Aim of the task – From the entries provided below, copy each line that contains the word "filename".

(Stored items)
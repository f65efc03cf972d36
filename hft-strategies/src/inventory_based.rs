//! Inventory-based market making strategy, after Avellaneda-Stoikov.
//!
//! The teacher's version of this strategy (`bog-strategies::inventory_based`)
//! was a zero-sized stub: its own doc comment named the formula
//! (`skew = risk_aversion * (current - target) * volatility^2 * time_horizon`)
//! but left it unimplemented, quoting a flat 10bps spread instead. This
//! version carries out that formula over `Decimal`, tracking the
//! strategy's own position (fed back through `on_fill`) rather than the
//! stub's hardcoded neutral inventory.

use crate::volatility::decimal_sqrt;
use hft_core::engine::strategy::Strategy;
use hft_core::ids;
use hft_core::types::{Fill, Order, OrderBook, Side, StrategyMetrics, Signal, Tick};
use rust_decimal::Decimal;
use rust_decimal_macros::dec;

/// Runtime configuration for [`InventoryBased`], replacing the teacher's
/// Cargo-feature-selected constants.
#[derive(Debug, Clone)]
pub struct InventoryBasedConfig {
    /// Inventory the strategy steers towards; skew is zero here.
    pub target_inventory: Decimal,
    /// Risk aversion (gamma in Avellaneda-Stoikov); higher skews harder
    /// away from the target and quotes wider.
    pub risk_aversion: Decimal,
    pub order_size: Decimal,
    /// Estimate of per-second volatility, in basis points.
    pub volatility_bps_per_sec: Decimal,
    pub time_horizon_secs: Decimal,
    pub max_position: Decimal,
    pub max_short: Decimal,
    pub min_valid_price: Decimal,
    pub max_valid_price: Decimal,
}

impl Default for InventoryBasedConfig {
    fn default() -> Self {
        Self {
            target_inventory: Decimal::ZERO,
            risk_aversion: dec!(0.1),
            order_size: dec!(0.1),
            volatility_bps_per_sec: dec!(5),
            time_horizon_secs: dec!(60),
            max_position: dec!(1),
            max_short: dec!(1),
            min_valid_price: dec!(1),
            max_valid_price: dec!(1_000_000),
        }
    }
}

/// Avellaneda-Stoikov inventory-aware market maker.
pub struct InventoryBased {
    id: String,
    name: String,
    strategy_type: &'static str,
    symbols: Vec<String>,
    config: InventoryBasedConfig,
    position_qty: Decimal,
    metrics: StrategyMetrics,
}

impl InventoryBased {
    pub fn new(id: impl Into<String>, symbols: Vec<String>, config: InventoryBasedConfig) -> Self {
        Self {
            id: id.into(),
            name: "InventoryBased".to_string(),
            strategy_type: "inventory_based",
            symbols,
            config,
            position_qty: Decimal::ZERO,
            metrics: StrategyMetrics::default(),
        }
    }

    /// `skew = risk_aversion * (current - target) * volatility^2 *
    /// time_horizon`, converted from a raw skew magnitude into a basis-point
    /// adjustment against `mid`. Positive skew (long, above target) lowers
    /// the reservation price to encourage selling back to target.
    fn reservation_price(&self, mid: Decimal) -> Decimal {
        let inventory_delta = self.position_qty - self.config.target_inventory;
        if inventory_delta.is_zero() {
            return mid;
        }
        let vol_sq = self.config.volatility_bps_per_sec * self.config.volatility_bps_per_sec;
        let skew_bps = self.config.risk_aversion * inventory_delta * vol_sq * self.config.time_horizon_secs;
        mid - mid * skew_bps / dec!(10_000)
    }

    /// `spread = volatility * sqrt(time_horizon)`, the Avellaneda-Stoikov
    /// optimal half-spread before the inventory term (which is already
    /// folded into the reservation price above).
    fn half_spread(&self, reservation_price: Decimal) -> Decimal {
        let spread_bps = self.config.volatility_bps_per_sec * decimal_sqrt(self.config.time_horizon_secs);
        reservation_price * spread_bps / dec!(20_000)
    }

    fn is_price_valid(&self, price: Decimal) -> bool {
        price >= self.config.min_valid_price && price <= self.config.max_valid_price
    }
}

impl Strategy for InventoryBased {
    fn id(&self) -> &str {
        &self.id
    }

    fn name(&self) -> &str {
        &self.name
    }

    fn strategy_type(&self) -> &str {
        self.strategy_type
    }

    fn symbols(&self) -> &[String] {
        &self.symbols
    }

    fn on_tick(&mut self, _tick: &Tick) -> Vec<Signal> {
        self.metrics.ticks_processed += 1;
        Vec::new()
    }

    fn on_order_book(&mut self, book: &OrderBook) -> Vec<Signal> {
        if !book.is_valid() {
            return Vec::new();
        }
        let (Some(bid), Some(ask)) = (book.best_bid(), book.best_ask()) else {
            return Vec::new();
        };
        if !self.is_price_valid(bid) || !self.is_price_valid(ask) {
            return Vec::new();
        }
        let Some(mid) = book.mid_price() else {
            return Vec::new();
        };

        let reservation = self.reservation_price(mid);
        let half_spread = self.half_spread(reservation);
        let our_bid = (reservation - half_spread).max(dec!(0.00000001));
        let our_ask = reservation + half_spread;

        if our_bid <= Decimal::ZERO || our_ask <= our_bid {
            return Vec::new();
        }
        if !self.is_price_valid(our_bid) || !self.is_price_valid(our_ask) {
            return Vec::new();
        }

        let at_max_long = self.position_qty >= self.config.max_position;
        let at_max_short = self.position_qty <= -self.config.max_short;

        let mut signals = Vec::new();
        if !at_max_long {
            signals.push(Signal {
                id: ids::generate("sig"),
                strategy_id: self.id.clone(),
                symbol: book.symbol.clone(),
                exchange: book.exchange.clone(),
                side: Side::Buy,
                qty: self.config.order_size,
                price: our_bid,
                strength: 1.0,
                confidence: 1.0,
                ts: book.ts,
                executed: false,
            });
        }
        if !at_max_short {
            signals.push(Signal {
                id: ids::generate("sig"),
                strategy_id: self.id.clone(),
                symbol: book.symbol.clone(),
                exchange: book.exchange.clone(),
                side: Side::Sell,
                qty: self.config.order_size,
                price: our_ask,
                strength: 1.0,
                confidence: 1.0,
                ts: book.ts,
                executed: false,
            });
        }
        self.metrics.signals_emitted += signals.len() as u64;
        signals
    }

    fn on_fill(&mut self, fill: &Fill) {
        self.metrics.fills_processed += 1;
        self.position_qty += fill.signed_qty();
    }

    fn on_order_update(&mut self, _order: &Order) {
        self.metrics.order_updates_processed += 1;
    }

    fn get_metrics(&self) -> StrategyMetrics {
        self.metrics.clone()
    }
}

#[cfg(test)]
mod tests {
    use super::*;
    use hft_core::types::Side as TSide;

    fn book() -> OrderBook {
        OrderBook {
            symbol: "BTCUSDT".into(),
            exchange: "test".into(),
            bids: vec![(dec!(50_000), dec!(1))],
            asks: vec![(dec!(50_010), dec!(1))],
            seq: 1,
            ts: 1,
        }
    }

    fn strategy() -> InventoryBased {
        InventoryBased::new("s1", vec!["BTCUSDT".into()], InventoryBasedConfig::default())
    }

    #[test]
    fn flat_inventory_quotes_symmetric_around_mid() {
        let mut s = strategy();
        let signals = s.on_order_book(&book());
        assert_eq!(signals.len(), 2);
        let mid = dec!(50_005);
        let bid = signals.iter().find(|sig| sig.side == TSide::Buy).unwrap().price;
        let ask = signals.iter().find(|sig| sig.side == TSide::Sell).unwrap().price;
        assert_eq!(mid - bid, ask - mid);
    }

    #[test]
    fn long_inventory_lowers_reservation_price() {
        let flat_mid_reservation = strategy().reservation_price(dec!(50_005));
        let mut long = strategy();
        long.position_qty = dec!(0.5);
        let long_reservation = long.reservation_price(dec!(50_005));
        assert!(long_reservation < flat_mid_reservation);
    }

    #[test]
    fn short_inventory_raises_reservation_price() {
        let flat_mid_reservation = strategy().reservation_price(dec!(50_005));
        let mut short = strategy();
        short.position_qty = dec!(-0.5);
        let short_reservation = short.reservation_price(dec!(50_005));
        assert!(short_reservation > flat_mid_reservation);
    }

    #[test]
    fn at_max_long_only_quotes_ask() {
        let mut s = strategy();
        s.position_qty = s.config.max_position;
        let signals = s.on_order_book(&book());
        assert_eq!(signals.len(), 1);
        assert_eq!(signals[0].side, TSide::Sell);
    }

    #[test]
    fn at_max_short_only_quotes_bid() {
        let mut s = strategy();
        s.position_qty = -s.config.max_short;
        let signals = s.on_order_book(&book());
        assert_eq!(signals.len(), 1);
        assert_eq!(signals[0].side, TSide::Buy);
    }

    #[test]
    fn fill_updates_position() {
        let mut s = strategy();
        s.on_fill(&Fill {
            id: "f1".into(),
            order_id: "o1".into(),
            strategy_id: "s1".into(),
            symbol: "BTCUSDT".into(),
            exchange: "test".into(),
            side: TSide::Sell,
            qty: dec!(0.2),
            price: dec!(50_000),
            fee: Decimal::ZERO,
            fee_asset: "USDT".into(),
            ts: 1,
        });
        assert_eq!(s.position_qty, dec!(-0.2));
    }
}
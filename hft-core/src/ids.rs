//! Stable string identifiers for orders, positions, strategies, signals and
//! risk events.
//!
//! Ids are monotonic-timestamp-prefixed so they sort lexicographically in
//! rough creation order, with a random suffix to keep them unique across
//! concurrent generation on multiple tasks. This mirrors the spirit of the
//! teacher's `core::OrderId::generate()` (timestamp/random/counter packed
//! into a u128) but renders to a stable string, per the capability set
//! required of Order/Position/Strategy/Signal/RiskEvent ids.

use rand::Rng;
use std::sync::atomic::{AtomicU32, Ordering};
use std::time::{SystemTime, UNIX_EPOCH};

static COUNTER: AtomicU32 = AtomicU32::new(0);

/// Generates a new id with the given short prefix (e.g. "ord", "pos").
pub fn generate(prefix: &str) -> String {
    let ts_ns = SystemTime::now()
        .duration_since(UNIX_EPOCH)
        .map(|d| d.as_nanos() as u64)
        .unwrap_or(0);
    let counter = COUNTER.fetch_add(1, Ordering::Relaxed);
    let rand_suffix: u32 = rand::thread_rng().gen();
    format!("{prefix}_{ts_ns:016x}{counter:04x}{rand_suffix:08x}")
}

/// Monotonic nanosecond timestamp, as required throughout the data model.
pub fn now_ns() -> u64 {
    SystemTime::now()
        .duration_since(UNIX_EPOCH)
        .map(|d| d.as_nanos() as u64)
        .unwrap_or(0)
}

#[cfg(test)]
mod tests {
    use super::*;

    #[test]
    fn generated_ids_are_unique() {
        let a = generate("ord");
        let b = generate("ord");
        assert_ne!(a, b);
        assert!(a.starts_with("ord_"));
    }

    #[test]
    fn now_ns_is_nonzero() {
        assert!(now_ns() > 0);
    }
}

Response area –
filename hft-strategies/src/inventory_based.rs
filename hft-core/src/ids.rs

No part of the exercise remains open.